• EXERCISE DETAILS: Please print the records below word for word.

• EXTRACTED MATERIAL:

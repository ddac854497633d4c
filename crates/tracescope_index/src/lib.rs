//! TRACESCOPE Index
//!
//! In-memory index over a recorded browser trace: captured resources, the
//! per-frame snapshot history, and one renderer per snapshot bound to the
//! resources known at the moment it was indexed.

#![warn(missing_docs)]
#![warn(clippy::all)]

pub mod history;
pub mod renderer;
pub mod resource;
pub mod storage;
pub mod subscription;

pub use history::{FrameHistory, FrameSnapshotRecord, SnapshotHistory};
pub use renderer::Renderer;
pub use resource::{ResourceIndex, ResourceRecord, ResourceReference, ResourceView};
pub use storage::{StorageStats, TraceStorage};
pub use subscription::{SnapshotSubscription, SubscriptionId, Subscriptions};
//! Delivery of newly built renderers to live viewers.
//!
//! Sends happen inside the mutating call, so a subscriber never receives a
//! renderer before the index state it was frozen from is in place.

use crate::renderer::Renderer;
use std::fmt;
use std::sync::Arc;
use tokio::sync::mpsc;

/// Subscription identifier
#[derive(Debug, Clone, Copy, PartialEq, Eq, Hash, PartialOrd, Ord)]
pub struct SubscriptionId(u64);

impl fmt::Display for SubscriptionId {
    fn fmt(&self, f: &mut fmt::Formatter<'_>) -> fmt::Result {
        write!(f, "sub_{}", self.0)
    }
}

/// Receiving end of a renderer subscription
#[derive(Debug)]
pub struct SnapshotSubscription {
    id: SubscriptionId,
    receiver: mpsc::UnboundedReceiver<Arc<Renderer>>,
}

impl SnapshotSubscription {
    /// Identifier to pass to `unsubscribe`
    #[must_use]
    pub fn id(&self) -> SubscriptionId {
        self.id
    }

    /// Wait for the next renderer.
    ///
    /// Returns `None` once the subscription was removed and every queued
    /// renderer has been received.
    pub async fn recv(&mut self) -> Option<Arc<Renderer>> {
        self.receiver.recv().await
    }

    /// Take the next queued renderer without waiting
    pub fn try_recv(&mut self) -> Option<Arc<Renderer>> {
        self.receiver.try_recv().ok()
    }

    /// Take every queued renderer
    pub fn drain(&mut self) -> Vec<Arc<Renderer>> {
        std::iter::from_fn(|| self.try_recv()).collect()
    }
}

/// Registry of live subscribers
#[derive(Debug, Default)]
pub struct Subscriptions {
    next_id: u64,
    senders: Vec<(SubscriptionId, mpsc::UnboundedSender<Arc<Renderer>>)>,
}

impl Subscriptions {
    /// Create an empty registry
    #[must_use]
    pub fn new() -> Self {
        Self::default()
    }

    /// Register a new subscriber
    ///
    /// Each subscriber gets its own unbounded queue. Publishing never blocks
    /// or drops a renderer; renderers pile up until the receiver reads them
    /// or is dropped, so a subscriber that stops reading holds every renderer
    /// (and the resource view it pins) published after that point.
    pub fn subscribe(&mut self) -> SnapshotSubscription {
        let id = SubscriptionId(self.next_id);
        self.next_id += 1;
        let (sender, receiver) = mpsc::unbounded_channel();
        self.senders.push((id, sender));
        SnapshotSubscription { id, receiver }
    }

    /// Remove a subscriber; returns whether it was registered
    pub fn unsubscribe(&mut self, id: SubscriptionId) -> bool {
        let before = self.senders.len();
        self.senders.retain(|(sid, _)| *sid != id);
        self.senders.len() != before
    }

    /// Deliver a renderer to every subscriber, dropping closed ones
    pub fn publish(&mut self, renderer: &Arc<Renderer>) {
        self.senders.retain(|(id, sender)| {
            let open = sender.send(Arc::clone(renderer)).is_ok();
            if !open {
                tracing::debug!(subscription = %id, "subscriber dropped, removing");
            }
            open
        });
    }

    /// Number of registered subscribers
    #[must_use]
    pub fn len(&self) -> usize {
        self.senders.len()
    }

    /// Check if nobody is subscribed
    #[must_use]
    pub fn is_empty(&self) -> bool {
        self.senders.is_empty()
    }
}
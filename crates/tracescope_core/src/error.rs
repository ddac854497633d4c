//! Core error types for TRACESCOPE.

use std::fmt;

/// Core result type
pub type CoreResult<T> = Result<T, CoreError>;

/// Core error type
#[derive(Debug, Clone, PartialEq, Eq)]
pub enum CoreError {
    /// Invalid content hash
    InvalidHash {
        /// Why the hash was rejected
        reason: String,
    },
}

impl fmt::Display for CoreError {
    fn fmt(&self, f: &mut fmt::Formatter<'_>) -> fmt::Result {
        match self {
            Self::InvalidHash { reason } => write!(f, "Invalid content hash: {}", reason),
        }
    }
}

impl std::error::Error for CoreError {}

#[cfg(test)]
mod tests {
    use super::*;

    #[test]
    fn test_error_display() {
        let err = CoreError::InvalidHash {
            reason: "empty".to_string(),
        };
        assert_eq!(format!("{}", err), "Invalid content hash: empty");
    }
}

• RESULT:
repository ddac854497633d4c
filename crates/tracescope_index/src/lib.rs
//! TRACESCOPE Index
//!
//! In-memory index over a recorded browser trace: captured resources, the
//! per-frame snapshot history, and one renderer per snapshot bound to the
//! resources known at the moment it was indexed.

#![warn(missing_docs)]
#![warn(clippy::all)]

pub mod history;
pub mod renderer;
pub mod resource;
pub mod storage;
pub mod subscription;

pub use history::{FrameHistory, FrameSnapshotRecord, SnapshotHistory};
pub use renderer::Renderer;
pub use resource::{ResourceIndex, ResourceRecord, ResourceReference, ResourceView};
pub use storage::{StorageStats, TraceStorage};
pub use subscription::{SnapshotSubscription, SubscriptionId, Subscriptions};
//! Delivery of newly built renderers to live viewers.
//!
//! Sends happen inside the mutating call, so a subscriber never receives a
//! renderer before the index state it was frozen from is in place.

use crate::renderer::Renderer;
use std::fmt;
use std::sync::Arc;
use tokio::sync::mpsc;

/// Subscription identifier
#[derive(Debug, Clone, Copy, PartialEq, Eq, Hash, PartialOrd, Ord)]
pub struct SubscriptionId(u64);

impl fmt::Display for SubscriptionId {
    fn fmt(&self, f: &mut fmt::Formatter<'_>) -> fmt::Result {
        write!(f, "sub_{}", self.0)
    }
}

/// Receiving end of a renderer subscription
#[derive(Debug)]
pub struct SnapshotSubscription {
    id: SubscriptionId,
    receiver: mpsc::UnboundedReceiver<Arc<Renderer>>,
}

impl SnapshotSubscription {
    /// Identifier to pass to `unsubscribe`
    #[must_use]
    pub fn id(&self) -> SubscriptionId {
        self.id
    }

    /// Wait for the next renderer.
    ///
    /// Returns `None` once the subscription was removed and every queued
    /// renderer has been received.
    pub async fn recv(&mut self) -> Option<Arc<Renderer>> {
        self.receiver.recv().await
    }

    /// Take the next queued renderer without waiting
    pub fn try_recv(&mut self) -> Option<Arc<Renderer>> {
        self.receiver.try_recv().ok()
    }

    /// Take every queued renderer
    pub fn drain(&mut self) -> Vec<Arc<Renderer>> {
        std::iter::from_fn(|| self.try_recv()).collect()
    }
}

/// Registry of live subscribers
#[derive(Debug, Default)]
pub struct Subscriptions {
    next_id: u64,
    senders: Vec<(SubscriptionId, mpsc::UnboundedSender<Arc<Renderer>>)>,
}

impl Subscriptions {
    /// Create an empty registry
    #[must_use]
    pub fn new() -> Self {
        Self::default()
    }

    /// Register a new subscriber
    ///
    /// Each subscriber gets its own unbounded queue. Publishing never blocks
    /// or drops a renderer; renderers pile up until the receiver reads them
    /// or is dropped, so a subscriber that stops reading holds every renderer
    /// (and the resource view it pins) published after that point.
    pub fn subscribe(&mut self) -> SnapshotSubscription {
        let id = SubscriptionId(self.next_id);
        self.next_id += 1;
        let (sender, receiver) = mpsc::unbounded_channel();
        self.senders.push((id, sender));
        SnapshotSubscription { id, receiver }
    }

    /// Remove a subscriber; returns whether it was registered
    pub fn unsubscribe(&mut self, id: SubscriptionId) -> bool {
        let before = self.senders.len();
        self.senders.retain(|(sid, _)| *sid != id);
        self.senders.len() != before
    }

    /// Deliver a renderer to every subscriber, dropping closed ones
    pub fn publish(&mut self, renderer: &Arc<Renderer>) {
        self.senders.retain(|(id, sender)| {
            let open = sender.send(Arc::clone(renderer)).is_ok();
            if !open {
                tracing::debug!(subscription = %id, "subscriber dropped, removing");
            }
            open
        });
    }

    /// Number of registered subscribers
    #[must_use]
    pub fn len(&self) -> usize {
        self.senders.len()
    }

    /// Check if nobody is subscribed
    #[must_use]
    pub fn is_empty(&self) -> bool {
        self.senders.is_empty()
    }
}
filename crates/tracescope_core/src/error.rs
repository ddac854497633d4c
//! Core error types for TRACESCOPE.

use std::fmt;

/// Core result type
pub type CoreResult<T> = Result<T, CoreError>;

/// Core error type
#[derive(Debug, Clone, PartialEq, Eq)]
pub enum CoreError {
    /// Invalid content hash
    InvalidHash {
        /// Why the hash was rejected
        reason: String,
    },
}

impl fmt::Display for CoreError {
    fn fmt(&self, f: &mut fmt::Formatter<'_>) -> fmt::Result {
        match self {
            Self::InvalidHash { reason } => write!(f, "Invalid content hash: {}", reason),
        }
    }
}

impl std::error::Error for CoreError {}

#[cfg(test)]
mod tests {
    use super::*;

    #[test]
    fn test_error_display() {
        let err = CoreError::InvalidHash {
            reason: "empty".to_string(),
        };
        assert_eq!(format!("{}", err), "Invalid content hash: empty");
    }
}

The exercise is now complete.